A team re-examining data captured by the Nasa space probe Voyager 2 in 1986 found evidence of the small, dark "moonlets" lurking behind the large gas planet and making "waves" in its closest rings.

27 moons are already known to orbit Uranus, which is the third biggest planet in our solar system, but the two new ones appear to be nearer to the ice giant than any others.

Little is known about Uranus, which is 20 times further from the sun than Earth is and smaller than similar ringed, gas planets Jupiter and Saturn.

Jupiter and Saturn are also closer to earth, which has made them easier to investigate. They have 67 and 62 moons respectively.

A lot of the information scientists have at their disposal was gathered by Voyager 2, which flew by 30 years ago, nine years after it was launched in 1977.

However, two planetary scientists from the University of Idaho’s Moscow campus, Rob Chancia and Matthew Hedman, have used the old data to show there are wavy patterns in two of Uranus' 13 rings, called Alpha and Beta, consistent with the pulls of two little moons.

“These patterns may be wakes from small moonlets orbiting exterior to these rings,” the researchers said in a paper on the discovery. They suggested the moons are so tiny and dark - meaning they do not reflect light - they were written off as background noise by the spacecraft.

Analysis of numerical data gathered by Voyager 2 showed similar patterns in the Alpha and Beta rings to those caused by the pull of some of Uranus' other moons, such as Cordelia and Ophelia.

The scientists predict if these two new moons exist they would each measure between two and nine miles across.

“These moons are pretty tiny,” Mr Chancia told New Scientist, although he said “at least four of Saturn’s moons are even smaller”.

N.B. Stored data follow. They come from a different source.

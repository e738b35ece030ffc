mod cli;
mod demo;
mod infra;
mod routes;
mod server;

use placify::error::AppError;

pub async fn run() -> Result<(), AppError> {
    cli::run().await
}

The putative new moons are probably dark, Mr Hedman said, extrapolating from the colours of their neighbours.

“Not only are Uranus’ rings dark, so are most of the little satellites that are in that region,” Mr Hedman said.

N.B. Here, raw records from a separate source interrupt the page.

//! Ex commands.
//!
//! Every command carries a static [`CommandFlags`] descriptor. The provided
//! [`Command::execute`] checks the call against it before `process` runs, so
//! a rejected call has no side effects. Commands marked
//! [`Access::ReadOnly`] never change buffer text.

mod call;
mod echo;
mod function;
mod lines;
mod set;
mod variables;

use std::fmt;
use std::rc::Rc;

use crate::script::{ExecError, ExecutionResult};
use crate::session::ExecContext;

pub use call::CallCommand;
pub use echo::EchoCommand;
pub use function::DelfunctionCommand;
pub use lines::{DeleteCommand, PrintCommand};
pub use set::{SetCommand, SetKind};
pub use variables::{LetCommand, LetOperator, LetTarget, UnletCommand};

#[derive(Debug, Clone, Copy, PartialEq, Eq)]
pub enum RangeFlag {
    Forbidden,
    Optional,
    Required,
}

#[derive(Debug, Clone, Copy, PartialEq, Eq)]
pub enum ArgumentFlag {
    Forbidden,
    Optional,
    Required,
}

/// What the command may do to buffer text
#[derive(Debug, Clone, Copy, PartialEq, Eq)]
pub enum Access {
    ReadOnly,
    Write,
}

#[derive(Debug, Clone, Copy, PartialEq, Eq)]
pub struct CommandFlags {
    pub range: RangeFlag,
    pub argument: ArgumentFlag,
    pub access: Access,
}

pub const fn flags(range: RangeFlag, argument: ArgumentFlag, access: Access) -> CommandFlags {
    CommandFlags {
        range,
        argument,
        access,
    }
}

/// Inclusive line range, 1-based
#[derive(Debug, Clone, Copy, PartialEq, Eq)]
pub struct LineRange {
    pub first: usize,
    pub last: usize,
}

impl LineRange {
    pub fn new(first: usize, last: usize) -> Self {
        Self { first, last }
    }

    pub fn line(line: usize) -> Self {
        Self::new(line, line)
    }

    pub fn len(&self) -> usize {
        (self.last + 1).saturating_sub(self.first)
    }

    pub fn is_empty(&self) -> bool {
        self.last < self.first
    }
}

impl fmt::Display for LineRange {
    fn fmt(&self, f: &mut fmt::Formatter<'_>) -> fmt::Result {
        if self.first == self.last {
            write!(f, "{}", self.first)
        } else {
            write!(f, "{},{}", self.first, self.last)
        }
    }
}

/// The already-resolved parts of a command line
#[derive(Debug, Clone, Default, PartialEq, Eq)]
pub struct CommandLine {
    pub range: Option<LineRange>,
    pub bang: bool,
    pub argument: String,
}

impl CommandLine {
    pub fn with_argument(argument: impl Into<String>) -> Self {
        Self {
            argument: argument.into(),
            ..Self::default()
        }
    }

    pub fn range(mut self, range: LineRange) -> Self {
        self.range = Some(range);
        self
    }

    pub fn bang(mut self) -> Self {
        self.bang = true;
        self
    }

    pub fn has_argument(&self) -> bool {
        !self.argument.trim().is_empty()
    }
}

pub trait Command {
    fn name(&self) -> &'static str;

    fn flags(&self) -> CommandFlags;

    fn line(&self) -> &CommandLine;

    /// The command's work, called only once the line passed validation
    fn process(&self, ctx: &mut ExecContext<'_>) -> Result<ExecutionResult, ExecError>;

    fn execute(&self, ctx: &mut ExecContext<'_>) -> Result<ExecutionResult, ExecError> {
        validate(self.name(), self.flags(), self.line(), ctx.editor.line_count())?;
        tracing::trace!(command = self.name(), argument = %self.line().argument, "executing command");
        self.process(ctx)
    }
}

/// Check a command line against a descriptor
pub fn validate(
    name: &str,
    flags: CommandFlags,
    line: &CommandLine,
    line_count: usize,
) -> Result<(), ExecError> {
    match (flags.range, line.range) {
        (RangeFlag::Forbidden, Some(_)) => return Err(ExecError::ex("E481: No range allowed")),
        (RangeFlag::Required, None) => {
            return Err(ExecError::ex(format!("E14: Range required: {name}")));
        }
        (_, Some(range)) if range.first == 0 || range.is_empty() || range.last > line_count => {
            return Err(ExecError::ex("E16: Invalid range"));
        }
        _ => {}
    }
    match (flags.argument, line.has_argument()) {
        (ArgumentFlag::Forbidden, true) => Err(ExecError::ex(format!(
            "E488: Trailing characters: {}",
            line.argument.trim()
        ))),
        (ArgumentFlag::Required, false) => Err(ExecError::ex("E471: Argument required")),
        _ => Ok(()),
    }
}

/// Full command names and the shortest abbreviation each accepts
const TEXT_COMMANDS: &[(&str, usize)] = &[
    ("delete", 1),
    ("delfunction", 4),
    ("print", 1),
    ("set", 2),
    ("setglobal", 4),
    ("setlocal", 4),
    ("unlet", 3),
];

fn resolve_name(name: &str) -> Option<&'static str> {
    TEXT_COMMANDS
        .iter()
        .filter(|(full, min)| name.len() >= *min && full.starts_with(name))
        // An exact match wins over a longer command sharing the prefix
        .min_by_key(|(full, _)| full.len())
        .map(|(full, _)| *full)
}

/// Build a command whose argument is plain text.
///
/// Commands taking expressions (`:let`, `:echo`, `:call`) are built from
/// their parsed parts instead.
pub fn build(name: &str, line: CommandLine) -> Result<Rc<dyn Command>, ExecError> {
    let command: Rc<dyn Command> = match resolve_name(name) {
        Some("delete") => Rc::new(DeleteCommand::new(line)),
        Some("delfunction") => Rc::new(DelfunctionCommand::new(line)),
        Some("print") => Rc::new(PrintCommand::new(line)),
        Some("set") => Rc::new(SetCommand::new(SetKind::Both, line)),
        Some("setglobal") => Rc::new(SetCommand::new(SetKind::Global, line)),
        Some("setlocal") => Rc::new(SetCommand::new(SetKind::Local, line)),
        Some("unlet") => Rc::new(UnletCommand::parse(line)),
        _ => {
            return Err(ExecError::ex(format!("E492: Not an editor command: {name}")));
        }
    };
    Ok(command)
}

#[cfg(test)]
mod tests {
    use super::*;
    use rstest::rstest;

    #[rstest]
    #[case("se", Some("set"))]
    #[case("set", Some("set"))]
    #[case("setl", Some("setlocal"))]
    #[case("setg", Some("setglobal"))]
    #[case("p", Some("print"))]
    #[case("d", Some("delete"))]
    #[case("del", Some("delete"))]
    #[case("delf", Some("delfunction"))]
    #[case("unl", Some("unlet"))]
    #[case("s", None)]
    #[case("un", None)]
    #[case("frob", None)]
    fn abbreviations(#[case] typed: &str, #[case] expected: Option<&str>) {
        assert_eq!(resolve_name(typed), expected);
    }

    const RANGED: CommandFlags = flags(RangeFlag::Optional, ArgumentFlag::Forbidden, Access::ReadOnly);

    #[rstest]
    #[case(CommandLine::default(), None)]
    #[case(CommandLine::default().range(LineRange::new(1, 3)), None)]
    #[case(CommandLine::default().range(LineRange::new(0, 3)), Some("E16"))]
    #[case(CommandLine::default().range(LineRange::new(3, 1)), Some("E16"))]
    #[case(CommandLine::default().range(LineRange::new(2, 9)), Some("E16"))]
    #[case(CommandLine::with_argument("x"), Some("E488"))]
    #[case(CommandLine::with_argument("   "), None)]
    fn descriptor_checks(#[case] line: CommandLine, #[case] code: Option<&str>) {
        let result = validate("print", RANGED, &line, 5);
        match code {
            None => assert!(result.is_ok()),
            Some(code) => assert!(result.unwrap_err().to_string().starts_with(code)),
        }
    }

    #[test]
    fn forbidden_range_and_required_argument() {
        let strict = flags(RangeFlag::Forbidden, ArgumentFlag::Required, Access::ReadOnly);
        let ranged = CommandLine::with_argument("x").range(LineRange::line(1));
        assert_eq!(
            validate("let", strict, &ranged, 5).unwrap_err().to_string(),
            "E481: No range allowed"
        );
        assert_eq!(
            validate("let", strict, &CommandLine::default(), 5).unwrap_err().to_string(),
            "E471: Argument required"
        );
        let needs_range = flags(RangeFlag::Required, ArgumentFlag::Optional, Access::Write);
        assert!(validate("x", needs_range, &CommandLine::default(), 5).is_err());
    }

    #[test]
    fn unknown_command() {
        let err = build("frobnicate", CommandLine::default()).err().unwrap();
        assert_eq!(err.to_string(), "E492: Not an editor command: frobnicate");
    }
}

The discovery is not yet confirmed and the researchers are still in the process of publishing in a peer-reviewed journal, but Mr Chancia and Mr Hedman intend to use the Hubble Space Telescope to try to confirm their theory.

Mark Showalter from the Search for Extraterrestrial Intelligence (SETI) Institute in California, who has previously discovered moons around Uranus, told New Scientist the existence of the two new moons is "certainly a very plausible possibility".

He also said the Hubble telescope is the "best bet" for finding and confirming these new satellites.

However, if it proves impossible to see the moons with the telescope, Mr Showalter suggested Uranus should get its own orbiter mission, as Jupiter and Saturn have both had in the past.

Mr Hedman agreed. “That would definitely be a good way to do it,” he said.

A new dwarf planet was also discovered in October and another one was found in May, as well as a moon found lurking at the back of our solar system in early 2016.

Both Voyager 2 and its twin Voyager 1 continue to travel through space studying the outer planets in our solar system: Uranus, Saturn, Jupiter and Neptune.

In 2012, NASA announced that Voyager 1 had become the first manmade object to enter interstellar space, an area beyond the reach of our sun, but before the magnetic field of any other star.